# Directions
Pick out each line of the records that includes the string "RulePlanner", and copy it.

# # # #

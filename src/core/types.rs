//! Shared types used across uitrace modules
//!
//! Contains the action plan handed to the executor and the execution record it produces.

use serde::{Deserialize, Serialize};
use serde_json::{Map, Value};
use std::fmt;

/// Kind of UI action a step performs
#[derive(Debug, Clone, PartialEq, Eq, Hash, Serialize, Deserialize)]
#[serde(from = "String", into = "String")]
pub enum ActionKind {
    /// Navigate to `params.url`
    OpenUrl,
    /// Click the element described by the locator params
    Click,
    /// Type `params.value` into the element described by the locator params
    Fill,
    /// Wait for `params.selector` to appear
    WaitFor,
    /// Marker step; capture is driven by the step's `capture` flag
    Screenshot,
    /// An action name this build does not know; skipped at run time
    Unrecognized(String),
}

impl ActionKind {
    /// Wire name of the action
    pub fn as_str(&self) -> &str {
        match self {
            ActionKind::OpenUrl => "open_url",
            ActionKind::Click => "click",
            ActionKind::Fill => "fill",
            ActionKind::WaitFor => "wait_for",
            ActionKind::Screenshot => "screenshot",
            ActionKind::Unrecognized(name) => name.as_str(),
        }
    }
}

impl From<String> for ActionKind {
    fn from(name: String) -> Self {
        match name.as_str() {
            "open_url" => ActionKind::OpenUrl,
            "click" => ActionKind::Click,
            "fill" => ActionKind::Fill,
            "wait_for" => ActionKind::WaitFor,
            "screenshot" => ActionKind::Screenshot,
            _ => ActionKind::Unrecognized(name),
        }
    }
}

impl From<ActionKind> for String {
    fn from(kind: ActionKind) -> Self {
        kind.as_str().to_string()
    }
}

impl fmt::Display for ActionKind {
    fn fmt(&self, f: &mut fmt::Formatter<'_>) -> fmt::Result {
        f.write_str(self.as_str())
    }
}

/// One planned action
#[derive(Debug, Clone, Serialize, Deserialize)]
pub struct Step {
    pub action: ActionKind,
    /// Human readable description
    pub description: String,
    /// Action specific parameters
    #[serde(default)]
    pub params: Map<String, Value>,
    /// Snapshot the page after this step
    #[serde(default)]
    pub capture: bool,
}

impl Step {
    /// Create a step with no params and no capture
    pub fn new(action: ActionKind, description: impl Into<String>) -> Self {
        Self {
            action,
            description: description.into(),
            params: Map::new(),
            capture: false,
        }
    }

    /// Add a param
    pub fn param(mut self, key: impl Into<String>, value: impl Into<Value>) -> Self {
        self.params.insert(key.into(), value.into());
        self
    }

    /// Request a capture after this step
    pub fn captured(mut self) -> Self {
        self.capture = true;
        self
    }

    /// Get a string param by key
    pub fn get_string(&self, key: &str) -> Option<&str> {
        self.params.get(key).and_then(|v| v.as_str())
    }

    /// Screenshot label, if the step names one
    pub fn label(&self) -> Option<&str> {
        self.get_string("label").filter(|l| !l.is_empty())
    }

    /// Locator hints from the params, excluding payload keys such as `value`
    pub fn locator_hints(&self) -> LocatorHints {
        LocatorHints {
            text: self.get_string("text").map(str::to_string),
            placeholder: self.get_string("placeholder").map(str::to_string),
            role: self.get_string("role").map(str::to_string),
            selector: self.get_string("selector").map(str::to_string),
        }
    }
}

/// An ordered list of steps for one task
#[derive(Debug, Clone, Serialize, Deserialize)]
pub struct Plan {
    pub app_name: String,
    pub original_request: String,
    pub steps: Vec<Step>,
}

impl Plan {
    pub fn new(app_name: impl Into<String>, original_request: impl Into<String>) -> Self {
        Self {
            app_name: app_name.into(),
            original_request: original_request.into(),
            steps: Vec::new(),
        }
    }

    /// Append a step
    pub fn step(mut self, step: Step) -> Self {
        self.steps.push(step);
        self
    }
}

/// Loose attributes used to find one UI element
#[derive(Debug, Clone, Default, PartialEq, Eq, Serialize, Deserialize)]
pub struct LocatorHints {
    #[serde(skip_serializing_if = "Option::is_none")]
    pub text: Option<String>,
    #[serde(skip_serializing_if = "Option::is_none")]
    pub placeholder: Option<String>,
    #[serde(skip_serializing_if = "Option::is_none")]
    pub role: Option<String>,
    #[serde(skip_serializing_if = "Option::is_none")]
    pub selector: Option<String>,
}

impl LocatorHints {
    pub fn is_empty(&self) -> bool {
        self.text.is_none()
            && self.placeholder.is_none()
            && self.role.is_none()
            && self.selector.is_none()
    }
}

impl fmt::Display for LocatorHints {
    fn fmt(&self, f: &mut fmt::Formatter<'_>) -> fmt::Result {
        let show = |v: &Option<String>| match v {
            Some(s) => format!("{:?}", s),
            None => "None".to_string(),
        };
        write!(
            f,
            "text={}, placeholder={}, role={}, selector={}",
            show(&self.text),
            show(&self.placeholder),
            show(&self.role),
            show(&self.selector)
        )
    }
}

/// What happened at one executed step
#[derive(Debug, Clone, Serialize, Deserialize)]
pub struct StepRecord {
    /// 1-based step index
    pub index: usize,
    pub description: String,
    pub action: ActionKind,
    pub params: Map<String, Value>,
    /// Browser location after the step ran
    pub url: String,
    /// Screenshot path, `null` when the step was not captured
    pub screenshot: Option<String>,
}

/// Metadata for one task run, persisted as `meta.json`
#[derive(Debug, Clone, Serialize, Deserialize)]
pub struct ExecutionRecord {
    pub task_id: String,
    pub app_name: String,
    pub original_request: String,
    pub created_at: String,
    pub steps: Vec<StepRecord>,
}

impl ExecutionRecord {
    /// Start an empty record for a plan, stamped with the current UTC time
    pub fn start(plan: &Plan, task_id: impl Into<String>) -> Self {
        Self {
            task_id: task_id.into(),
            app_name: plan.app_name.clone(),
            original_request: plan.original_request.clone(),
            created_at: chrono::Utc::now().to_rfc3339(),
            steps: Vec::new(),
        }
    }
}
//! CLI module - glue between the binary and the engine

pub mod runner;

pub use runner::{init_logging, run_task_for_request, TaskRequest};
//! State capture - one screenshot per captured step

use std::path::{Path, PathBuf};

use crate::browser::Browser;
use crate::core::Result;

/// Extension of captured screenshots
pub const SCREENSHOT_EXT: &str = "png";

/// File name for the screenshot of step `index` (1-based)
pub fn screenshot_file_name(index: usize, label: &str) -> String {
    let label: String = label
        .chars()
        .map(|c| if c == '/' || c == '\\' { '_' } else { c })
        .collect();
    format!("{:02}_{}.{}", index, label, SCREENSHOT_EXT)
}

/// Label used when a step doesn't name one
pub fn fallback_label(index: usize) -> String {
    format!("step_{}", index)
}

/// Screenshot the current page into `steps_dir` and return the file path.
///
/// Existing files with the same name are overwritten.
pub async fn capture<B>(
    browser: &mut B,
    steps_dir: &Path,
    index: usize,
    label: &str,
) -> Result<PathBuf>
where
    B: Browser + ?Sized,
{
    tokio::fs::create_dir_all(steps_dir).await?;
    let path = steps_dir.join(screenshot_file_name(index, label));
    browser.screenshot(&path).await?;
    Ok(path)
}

# # # #

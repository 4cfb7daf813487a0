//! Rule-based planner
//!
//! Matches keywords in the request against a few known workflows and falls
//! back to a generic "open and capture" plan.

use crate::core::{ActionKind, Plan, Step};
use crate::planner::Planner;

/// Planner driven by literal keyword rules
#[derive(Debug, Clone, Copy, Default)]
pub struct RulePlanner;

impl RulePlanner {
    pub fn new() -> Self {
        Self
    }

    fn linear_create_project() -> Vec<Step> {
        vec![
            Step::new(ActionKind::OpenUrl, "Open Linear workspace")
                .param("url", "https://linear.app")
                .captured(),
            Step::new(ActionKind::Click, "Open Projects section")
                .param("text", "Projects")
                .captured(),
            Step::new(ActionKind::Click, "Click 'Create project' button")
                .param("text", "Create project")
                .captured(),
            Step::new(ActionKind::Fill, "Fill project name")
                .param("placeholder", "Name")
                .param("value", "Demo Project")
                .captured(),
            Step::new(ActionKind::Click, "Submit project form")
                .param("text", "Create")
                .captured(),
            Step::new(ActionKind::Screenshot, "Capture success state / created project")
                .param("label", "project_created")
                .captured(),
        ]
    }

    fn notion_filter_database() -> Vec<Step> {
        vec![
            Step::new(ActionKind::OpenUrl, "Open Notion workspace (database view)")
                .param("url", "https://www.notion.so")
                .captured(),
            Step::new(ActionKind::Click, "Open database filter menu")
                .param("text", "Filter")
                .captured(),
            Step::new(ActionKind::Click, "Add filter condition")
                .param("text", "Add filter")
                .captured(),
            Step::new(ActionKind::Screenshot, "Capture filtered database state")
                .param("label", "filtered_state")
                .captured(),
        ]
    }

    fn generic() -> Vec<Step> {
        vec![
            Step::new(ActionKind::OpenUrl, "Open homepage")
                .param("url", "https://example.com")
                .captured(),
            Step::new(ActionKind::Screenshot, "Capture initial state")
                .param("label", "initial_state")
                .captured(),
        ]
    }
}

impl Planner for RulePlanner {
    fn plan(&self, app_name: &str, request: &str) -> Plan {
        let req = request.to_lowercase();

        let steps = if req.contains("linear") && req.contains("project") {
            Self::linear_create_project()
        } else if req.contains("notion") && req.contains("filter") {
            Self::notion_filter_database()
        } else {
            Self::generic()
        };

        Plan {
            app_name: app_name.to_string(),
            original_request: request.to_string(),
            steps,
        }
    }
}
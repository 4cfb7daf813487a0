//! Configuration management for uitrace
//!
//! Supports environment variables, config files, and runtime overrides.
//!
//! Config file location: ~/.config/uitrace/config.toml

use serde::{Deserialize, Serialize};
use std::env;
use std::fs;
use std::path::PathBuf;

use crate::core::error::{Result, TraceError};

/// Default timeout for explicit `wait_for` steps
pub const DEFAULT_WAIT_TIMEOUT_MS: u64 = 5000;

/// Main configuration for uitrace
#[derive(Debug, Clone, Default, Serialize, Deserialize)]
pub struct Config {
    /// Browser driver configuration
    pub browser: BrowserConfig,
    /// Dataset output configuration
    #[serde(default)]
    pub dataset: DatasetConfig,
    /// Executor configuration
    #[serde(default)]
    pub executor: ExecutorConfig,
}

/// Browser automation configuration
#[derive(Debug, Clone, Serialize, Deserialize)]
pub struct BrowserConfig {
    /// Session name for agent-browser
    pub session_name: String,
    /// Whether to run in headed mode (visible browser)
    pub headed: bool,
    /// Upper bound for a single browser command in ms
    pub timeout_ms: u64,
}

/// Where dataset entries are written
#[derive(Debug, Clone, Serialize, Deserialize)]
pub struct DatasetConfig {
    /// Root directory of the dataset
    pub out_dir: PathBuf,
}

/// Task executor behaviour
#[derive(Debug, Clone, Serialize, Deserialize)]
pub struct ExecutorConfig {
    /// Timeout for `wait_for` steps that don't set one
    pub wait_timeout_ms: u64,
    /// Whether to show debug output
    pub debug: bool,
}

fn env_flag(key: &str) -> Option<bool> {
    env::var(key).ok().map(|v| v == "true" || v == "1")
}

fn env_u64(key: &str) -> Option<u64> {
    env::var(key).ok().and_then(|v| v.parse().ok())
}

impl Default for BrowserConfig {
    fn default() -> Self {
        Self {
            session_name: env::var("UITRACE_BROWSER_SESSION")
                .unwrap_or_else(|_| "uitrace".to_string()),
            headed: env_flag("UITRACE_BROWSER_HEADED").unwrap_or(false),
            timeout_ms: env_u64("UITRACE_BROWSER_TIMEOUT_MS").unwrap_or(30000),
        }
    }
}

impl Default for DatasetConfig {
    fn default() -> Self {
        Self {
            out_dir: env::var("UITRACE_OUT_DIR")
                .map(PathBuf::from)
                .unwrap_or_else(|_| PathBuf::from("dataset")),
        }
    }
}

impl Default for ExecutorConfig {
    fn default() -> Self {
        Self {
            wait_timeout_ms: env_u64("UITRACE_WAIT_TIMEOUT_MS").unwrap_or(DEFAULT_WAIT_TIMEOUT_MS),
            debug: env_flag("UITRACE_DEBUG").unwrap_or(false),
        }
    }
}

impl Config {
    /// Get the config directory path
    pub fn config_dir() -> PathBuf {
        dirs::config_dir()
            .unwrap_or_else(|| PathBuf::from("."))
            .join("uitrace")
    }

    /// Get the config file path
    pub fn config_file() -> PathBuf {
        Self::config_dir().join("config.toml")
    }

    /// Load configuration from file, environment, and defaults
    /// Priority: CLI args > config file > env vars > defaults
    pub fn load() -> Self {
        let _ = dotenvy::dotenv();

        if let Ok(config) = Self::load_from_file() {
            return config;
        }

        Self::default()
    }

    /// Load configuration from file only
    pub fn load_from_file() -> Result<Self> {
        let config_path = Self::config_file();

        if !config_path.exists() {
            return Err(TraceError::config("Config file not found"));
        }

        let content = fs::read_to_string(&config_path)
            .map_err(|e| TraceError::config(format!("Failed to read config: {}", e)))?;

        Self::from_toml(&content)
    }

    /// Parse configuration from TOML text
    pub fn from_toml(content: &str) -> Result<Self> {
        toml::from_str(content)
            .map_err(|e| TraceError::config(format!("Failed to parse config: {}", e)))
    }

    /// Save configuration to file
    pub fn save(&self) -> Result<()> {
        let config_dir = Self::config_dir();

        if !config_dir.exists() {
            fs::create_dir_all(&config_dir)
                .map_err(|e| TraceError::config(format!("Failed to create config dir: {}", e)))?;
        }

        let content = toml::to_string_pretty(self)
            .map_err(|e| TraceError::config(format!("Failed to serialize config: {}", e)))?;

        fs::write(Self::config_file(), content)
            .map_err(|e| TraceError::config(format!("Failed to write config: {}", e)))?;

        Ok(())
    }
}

# # # #

# Written answer
pub struct RulePlanner;
impl RulePlanner {
impl Planner for RulePlanner {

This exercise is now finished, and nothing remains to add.